Plant ancestors were directly exposed to gravitational acceleration of 1g on land, and only plants that successfully evolved a tough body with rigid cell walls were able to resist the force and survive [15]. The most typical gravitational response take place when a plant turned onto its side, the stem bends upwards and the root grows the opposite way [16]. Most studies on the effects of gravity alteration on plant growth and development have focused on the morphology and physiology [7]. The impact of Micro-g on cellular trafficking and energy state might alter plant cell construction and metabolism. The mechanisms of cell cycle regulation are altered due to growth in real and simulated weightlessness. This stress is set up from the very beginning of germination; and it shows that the intensity of the stress reduces the seedling grew [40]. It has seen in crops as maize (Z. mays) [41], beans (P. vulgaris) [42] and rice (O. sativa) [43].
To understand this phenomenon under 2-D clinostat, we tested three last types of seeds, (Z. mays, O. sativa and P. vulgaris) in a 2-D clinostat. It presented a single rotational axis, which ran clockwise, perpendicular to the direction of the gravity vector. Next conditions were considered: temperature at 23°C, humidity at 80% and 15 rpm. Plants were grown up until the 8th day. After the incubation, seedlings were harvested and analyzed by Light Microscopy showing less development compared to control seeds (Figure 3).
Figure 3. Seeds of maize (Zea mays), beans (Phaseolus vulgaris) and rice (Oryza sativa), exposed to two different conditions of rotation and their respective control. A. B and C. Micro-g. D. E and F. Control. A two-dimensional clinostat (2-D) was used. Next conditions were considered: temperature at 23°C, humidity at 80% and 15 rpm. Plants were grown up until the 8th day
In the study of Shimazu et al. [30] the emergence of the leaf out of coleoptile was promoted by clinostat rotation. According to the author, 3-D rotation reduced the osmotic concentration in the 1st internodes of seedlings, and it had little effect on the 2nd and the 3rd internodes. Clinostat rotation also reduced the osmotic concentrations in both coleoptiles and mesocotyls of maize seedlings. For its part, Hoson et al. [44] explain that the elongation growth of rice coleoptiles was stimulated in Micro-g, increasing the apparent irreversible cell wall extensibility in rice coleoptiles irrespective of cultivar at 23.6°C, after 68.5 h, tested in space. Studies in bean seeds have been less common to determine some comparison regarding the effect of Micro-g.
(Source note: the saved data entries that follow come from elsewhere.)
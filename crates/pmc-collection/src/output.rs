//! # Bundle Output
//!
//! Decides where bundled documents go and renders them as JSON or YAML.
//!
//! | `--out`            | [`Destination`]  | written to                              |
//! |--------------------|------------------|-----------------------------------------|
//! | absent             | `Stdout`         | one array of documents on stdout        |
//! | has an extension   | `File(path)`     | that file, once per source              |
//! | no extension       | `Directory(dir)` | `dir/<input path>.<json or yaml>`       |

use std::path::{Component, Path, PathBuf};

use serde::Serialize;

use crate::error::OutputError;

const DEFAULT_INDENT: usize = 2;

/// Serialization format for bundles.
#[derive(Debug, Clone, Copy, PartialEq, Eq)]
pub enum OutputFormat {
    Json { indent: usize },
    Yaml,
}

impl Default for OutputFormat {
    fn default() -> Self {
        OutputFormat::Json {
            indent: DEFAULT_INDENT,
        }
    }
}

impl OutputFormat {
    /// JSON with `indent` spaces. Zero or absent selects the default of 2.
    pub fn json(indent: Option<usize>) -> Self {
        OutputFormat::Json {
            indent: indent.filter(|n| *n > 0).unwrap_or(DEFAULT_INDENT),
        }
    }

    /// YAML output. The emitter's layout is fixed, so `indent` is only
    /// recorded in the log.
    pub fn yaml(indent: Option<usize>) -> Self {
        if let Some(indent) = indent {
            tracing::debug!(indent, "YAML output uses a fixed indent; ignoring requested value");
        }
        OutputFormat::Yaml
    }

    /// File extension for this format, without the dot.
    pub fn extension(&self) -> &'static str {
        match self {
            OutputFormat::Json { .. } => "json",
            OutputFormat::Yaml => "yaml",
        }
    }
}

/// Where bundled documents are written.
#[derive(Debug, Clone, PartialEq, Eq)]
pub enum Destination {
    Stdout,
    File(PathBuf),
    Directory(PathBuf),
}

impl Destination {
    /// Interpret an `--out` argument.
    pub fn from_out(out: Option<&Path>) -> Self {
        match out {
            None => Destination::Stdout,
            Some(path) if path.extension().is_some() => Destination::File(path.to_path_buf()),
            Some(path) => Destination::Directory(path.to_path_buf()),
        }
    }

    /// File that the bundle of `input` is written to. `None` for stdout.
    ///
    /// For a directory, the input's relative path is reproduced beneath it
    /// with the extension swapped. Root and `.` components of the input are
    /// dropped so an absolute input still lands inside the directory.
    pub fn path_for(&self, input: &Path, format: OutputFormat) -> Option<PathBuf> {
        match self {
            Destination::Stdout => None,
            Destination::File(path) => Some(path.clone()),
            Destination::Directory(dir) => {
                let relative: PathBuf = input
                    .components()
                    .filter(|c| matches!(c, Component::Normal(_) | Component::ParentDir))
                    .collect();
                Some(dir.join(relative).with_extension(format.extension()))
            }
        }
    }
}

/// Render `value` in `format`.
pub fn serialize<T: Serialize + ?Sized>(value: &T, format: OutputFormat) -> Result<String, OutputError> {
    let serialize_err = |e: Box<dyn std::error::Error + Send + Sync>| OutputError::Serialize { source: e };
    match format {
        OutputFormat::Json { indent } => {
            let indent = vec![b' '; indent];
            let formatter = serde_json::ser::PrettyFormatter::with_indent(&indent);
            let mut buf = Vec::new();
            let mut ser = serde_json::Serializer::with_formatter(&mut buf, formatter);
            value
                .serialize(&mut ser)
                .map_err(|e| serialize_err(Box::new(e)))?;
            String::from_utf8(buf).map_err(|e| serialize_err(Box::new(e)))
        }
        OutputFormat::Yaml => serde_yaml::to_string(value).map_err(|e| serialize_err(Box::new(e))),
    }
}

/// Write `content` to `path`, creating parent directories as needed.
pub fn write_file(path: &Path, content: &str) -> Result<(), OutputError> {
    let write_err = |source| OutputError::Write {
        path: path.display().to_string(),
        source,
    };
    if let Some(parent) = path.parent().filter(|p| !p.as_os_str().is_empty()) {
        std::fs::create_dir_all(parent).map_err(write_err)?;
    }
    std::fs::write(path, content).map_err(write_err)?;
    tracing::debug!(path = %path.display(), bytes = content.len(), "wrote bundle");
    Ok(())
}
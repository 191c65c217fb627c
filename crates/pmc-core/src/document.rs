//! # Document Tree
//!
//! [`Node`] is the representation of a resolved collection. It follows the
//! JSON data model with one addition: [`Node::Binary`], a raw byte payload
//! produced when a reference points at a file that is neither JSON nor YAML
//! (typically a `.js` script body).
//!
//! Objects keep insertion order so that a bundled collection is written back
//! with the same key order its author used.
//!
//! ## Conversions
//!
//! - JSON text → `Node` deserializes directly ([`Node::from_json_str`]) so
//!   key order survives.
//! - `serde_json::Value` → `Node` is infallible ([`From`]).
//! - `serde_yaml::Value` → `Node` rejects map keys that have no string form
//!   ([`Node::from_yaml`]).
//! - `Node` → `serde_json::Value` ([`Node::to_json`]) renders binary payloads
//!   as arrays of byte values, matching the [`Serialize`] impl.

use std::fmt;

use indexmap::IndexMap;
use serde::de::{self, Deserialize, Deserializer, MapAccess, SeqAccess, Visitor};
use serde::{Serialize, Serializer};
use serde_json::{Number, Value};

use crate::error::DocumentError;
use crate::pointer;

/// Insertion-ordered object map used by [`Node::Object`].
pub type Mapping = IndexMap<String, Node>;

/// A node of a resolved collection document.
#[derive(Debug, Clone, PartialEq, Default)]
pub enum Node {
    /// JSON `null`.
    #[default]
    Null,
    /// JSON boolean.
    Bool(bool),
    /// JSON number.
    Number(Number),
    /// JSON string.
    String(String),
    /// Raw bytes loaded from a file that was not parsed as JSON or YAML.
    Binary(Vec<u8>),
    /// Ordered sequence.
    Array(Vec<Node>),
    /// Insertion-ordered map.
    Object(Mapping),
}

impl Node {
    /// Build an empty object node.
    pub fn object() -> Self {
        Node::Object(Mapping::new())
    }

    /// Returns the member `key` if this node is an object containing it.
    pub fn get(&self, key: &str) -> Option<&Node> {
        match self {
            Node::Object(map) => map.get(key),
            _ => None,
        }
    }

    /// Mutable variant of [`Node::get`].
    pub fn get_mut(&mut self, key: &str) -> Option<&mut Node> {
        match self {
            Node::Object(map) => map.get_mut(key),
            _ => None,
        }
    }

    pub fn as_str(&self) -> Option<&str> {
        match self {
            Node::String(s) => Some(s),
            _ => None,
        }
    }

    pub fn as_object(&self) -> Option<&Mapping> {
        match self {
            Node::Object(map) => Some(map),
            _ => None,
        }
    }

    pub fn as_object_mut(&mut self) -> Option<&mut Mapping> {
        match self {
            Node::Object(map) => Some(map),
            _ => None,
        }
    }

    pub fn as_array(&self) -> Option<&Vec<Node>> {
        match self {
            Node::Array(items) => Some(items),
            _ => None,
        }
    }

    pub fn as_array_mut(&mut self) -> Option<&mut Vec<Node>> {
        match self {
            Node::Array(items) => Some(items),
            _ => None,
        }
    }

    pub fn is_binary(&self) -> bool {
        matches!(self, Node::Binary(_))
    }

    /// Look up a descendant by RFC 6901 JSON pointer.
    ///
    /// The empty pointer addresses `self`. Returns `None` when the pointer
    /// is malformed or any segment is missing.
    pub fn pointer(&self, ptr: &str) -> Option<&Node> {
        let segments = pointer::split(ptr)?;
        let mut current = self;
        for segment in &segments {
            current = match current {
                Node::Object(map) => map.get(segment.as_str())?,
                Node::Array(items) => items.get(pointer::array_index(segment)?)?,
                _ => return None,
            };
        }
        Some(current)
    }

    /// Convert into a `serde_json::Value` for schema validation.
    pub fn to_json(&self) -> Value {
        match self {
            Node::Null => Value::Null,
            Node::Bool(b) => Value::Bool(*b),
            Node::Number(n) => Value::Number(n.clone()),
            Node::String(s) => Value::String(s.clone()),
            Node::Binary(bytes) => {
                Value::Array(bytes.iter().map(|b| Value::Number((*b).into())).collect())
            }
            Node::Array(items) => Value::Array(items.iter().map(Node::to_json).collect()),
            Node::Object(map) => Value::Object(
                map.iter()
                    .map(|(k, v)| (k.clone(), v.to_json()))
                    .collect(),
            ),
        }
    }

    /// Parse JSON text into a node, keeping object key order.
    pub fn from_json_str(text: &str) -> Result<Self, DocumentError> {
        Ok(serde_json::from_str(text)?)
    }

    /// Parse YAML text into a node.
    pub fn from_yaml_str(text: &str) -> Result<Self, DocumentError> {
        let value: serde_yaml::Value = serde_yaml::from_str(text)?;
        Node::from_yaml(&value)
    }

    /// Convert a `serde_yaml::Value` into a node.
    ///
    /// YAML has a richer type system than JSON (tags, non-string keys).
    /// Tags are dropped and scalar keys are stringified; sequence or map
    /// keys are rejected.
    pub fn from_yaml(yaml: &serde_yaml::Value) -> Result<Self, DocumentError> {
        match yaml {
            serde_yaml::Value::Null => Ok(Node::Null),
            serde_yaml::Value::Bool(b) => Ok(Node::Bool(*b)),
            serde_yaml::Value::Number(n) => {
                if let Some(i) = n.as_i64() {
                    Ok(Node::Number(Number::from(i)))
                } else if let Some(u) = n.as_u64() {
                    Ok(Node::Number(Number::from(u)))
                } else if let Some(f) = n.as_f64() {
                    Number::from_f64(f)
                        .map(Node::Number)
                        .ok_or(DocumentError::NonFiniteNumber(f))
                } else {
                    Err(DocumentError::UnsupportedYaml(format!("number {n:?}")))
                }
            }
            serde_yaml::Value::String(s) => Ok(Node::String(s.clone())),
            serde_yaml::Value::Sequence(seq) => {
                let items: Result<Vec<Node>, DocumentError> =
                    seq.iter().map(Node::from_yaml).collect();
                Ok(Node::Array(items?))
            }
            serde_yaml::Value::Mapping(map) => {
                let mut out = Mapping::with_capacity(map.len());
                for (k, v) in map {
                    let key = match k {
                        serde_yaml::Value::String(s) => s.clone(),
                        serde_yaml::Value::Number(n) => n.to_string(),
                        serde_yaml::Value::Bool(b) => b.to_string(),
                        other => {
                            return Err(DocumentError::UnsupportedYaml(format!(
                                "map key {other:?}"
                            )))
                        }
                    };
                    out.insert(key, Node::from_yaml(v)?);
                }
                Ok(Node::Object(out))
            }
            serde_yaml::Value::Tagged(tagged) => Node::from_yaml(&tagged.value),
        }
    }
}

impl From<Value> for Node {
    fn from(value: Value) -> Self {
        match value {
            Value::Null => Node::Null,
            Value::Bool(b) => Node::Bool(b),
            Value::Number(n) => Node::Number(n),
            Value::String(s) => Node::String(s),
            Value::Array(items) => Node::Array(items.into_iter().map(Node::from).collect()),
            Value::Object(map) => {
                Node::Object(map.into_iter().map(|(k, v)| (k, Node::from(v))).collect())
            }
        }
    }
}

impl From<&str> for Node {
    fn from(s: &str) -> Self {
        Node::String(s.to_string())
    }
}

impl From<Vec<u8>> for Node {
    fn from(bytes: Vec<u8>) -> Self {
        Node::Binary(bytes)
    }
}

impl Serialize for Node {
    fn serialize<S: Serializer>(&self, serializer: S) -> Result<S::Ok, S::Error> {
        match self {
            Node::Null => serializer.serialize_unit(),
            Node::Bool(b) => serializer.serialize_bool(*b),
            Node::Number(n) => n.serialize(serializer),
            Node::String(s) => serializer.serialize_str(s),
            Node::Binary(bytes) => serializer.collect_seq(bytes),
            Node::Array(items) => serializer.collect_seq(items),
            Node::Object(map) => serializer.collect_map(map),
        }
    }
}

/// Deserializes any self-describing format into a [`Node`] without
/// passing through `serde_json::Value`, whose maps are sorted.
impl<'de> Deserialize<'de> for Node {
    fn deserialize<D: Deserializer<'de>>(deserializer: D) -> Result<Self, D::Error> {
        deserializer.deserialize_any(NodeVisitor)
    }
}

struct NodeVisitor;

impl<'de> Visitor<'de> for NodeVisitor {
    type Value = Node;

    fn expecting(&self, f: &mut fmt::Formatter<'_>) -> fmt::Result {
        f.write_str("a JSON value")
    }

    fn visit_unit<E>(self) -> Result<Node, E> {
        Ok(Node::Null)
    }

    fn visit_none<E>(self) -> Result<Node, E> {
        Ok(Node::Null)
    }

    fn visit_some<D: Deserializer<'de>>(self, deserializer: D) -> Result<Node, D::Error> {
        Deserialize::deserialize(deserializer)
    }

    fn visit_bool<E>(self, b: bool) -> Result<Node, E> {
        Ok(Node::Bool(b))
    }

    fn visit_i64<E>(self, n: i64) -> Result<Node, E> {
        Ok(Node::Number(n.into()))
    }

    fn visit_u64<E>(self, n: u64) -> Result<Node, E> {
        Ok(Node::Number(n.into()))
    }

    fn visit_f64<E: de::Error>(self, n: f64) -> Result<Node, E> {
        Number::from_f64(n)
            .map(Node::Number)
            .ok_or_else(|| E::custom(format!("non-finite number {n}")))
    }

    fn visit_str<E>(self, s: &str) -> Result<Node, E> {
        Ok(Node::String(s.to_string()))
    }

    fn visit_string<E>(self, s: String) -> Result<Node, E> {
        Ok(Node::String(s))
    }

    fn visit_seq<A: SeqAccess<'de>>(self, mut seq: A) -> Result<Node, A::Error> {
        let mut items = Vec::with_capacity(seq.size_hint().unwrap_or(0));
        while let Some(item) = seq.next_element()? {
            items.push(item);
        }
        Ok(Node::Array(items))
    }

    fn visit_map<A: MapAccess<'de>>(self, mut access: A) -> Result<Node, A::Error> {
        let mut map = Mapping::with_capacity(access.size_hint().unwrap_or(0));
        while let Some((key, value)) = access.next_entry::<String, Node>()? {
            map.insert(key, value);
        }
        Ok(Node::Object(map))
    }
}
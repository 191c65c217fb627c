//! Processing options shared by every batch operation.

use serde::{Deserialize, Serialize};

/// Failure policy for a batch of collections.
///
/// With `bail` set, the batch fails with the first error it observes.
/// Otherwise every source is processed and all failures are reported
/// together, index-aligned with the inputs.
#[derive(Debug, Clone, Copy, Default, PartialEq, Eq, Serialize, Deserialize)]
pub struct ProcessOptions {
    pub bail: bool,
}

impl ProcessOptions {
    pub fn bail() -> Self {
        Self { bail: true }
    }
}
In crops as Arabidopsis thaliana (model system of choice for research in plant biology) Matía et al. [40] determined the length of the primary root in Micro-g found to be either similar, longer or even shorter than 1g ground control. In addition, it has been hypothesized that the action of Micro-g might depend on the duration of exposure and/or on the developmental stage of the plant.
According to Wolff et al. [45] Micro-g modifies the dynamics of fluids and small particles, thus altering the diffusion of gases (carbon dioxide and oxygen) and the uptake of water and nutrients; plant cells grown in such an environment might exhibit hypoxia. Oxygen-deficit stress induces cytoplasmic acidification. To prevent acidosis, plant cells grown under Micro-g can enhance the activity of fermentative pathway [3]. We noted an abiotic stress in the tested seeds, the oxygen liberation was notorious under Micro-g conditions (Figure 4).
Figure 4. Abiotic stress responses. A. Oxygen liberation as result of Micro-g stress. B. Seeds control. A two-dimensional clinostat (2-D) was used. Next conditions were considered: temperature at 23°C, humidity at 80% and 15 rpm. Plants were grown up until the 8th day
Changes in cell wall properties seem to be well correlated to the growth of each organ in maize seedlings. These results suggest that the growth responses to Micro-g conditions are regulated by both cell-wall mechanical properties and osmotic properties of stem cells [30]. Hoson et al. [44] support the hypothesis that under Micro-g in space the cell wall metabolism of seedlings is stimulated, reported in higher plants, which leads to an increase their extensibility. Additionally Nakabayashi et al. [46] mention that A. thaliana plants appear to form thick and tough cell walls when exposed to hypergravity (centrifuge). In Micro-g test done in our laboratory, we noted stress in wall cell of stem maize showing thick cell walls according to control as A. thaliana (Figure 5).
Figure 5. Comparison of cell wall of maize stem (Zea mays). A. Micro-g exposition. B. The respective control. A two-dimensional clinostat (2-D) was used. Next conditions were considered: temperature at 23°C, humidity at 80% and 15 rpm. Plants were grown up until the 8th day
The meristematic tissues are a simply collections of proliferating cells, their internal organization plays a crucial role in development patterning and morphogenesis. If the regulation of meristem activities is modified in response to altered environmental conditions, such as changes in gravity, plant growth may be severely affected [47] (Figure 6). Experiments have demonstrated that there are significant structural and functional changes in the organization of the cellular organelles [7].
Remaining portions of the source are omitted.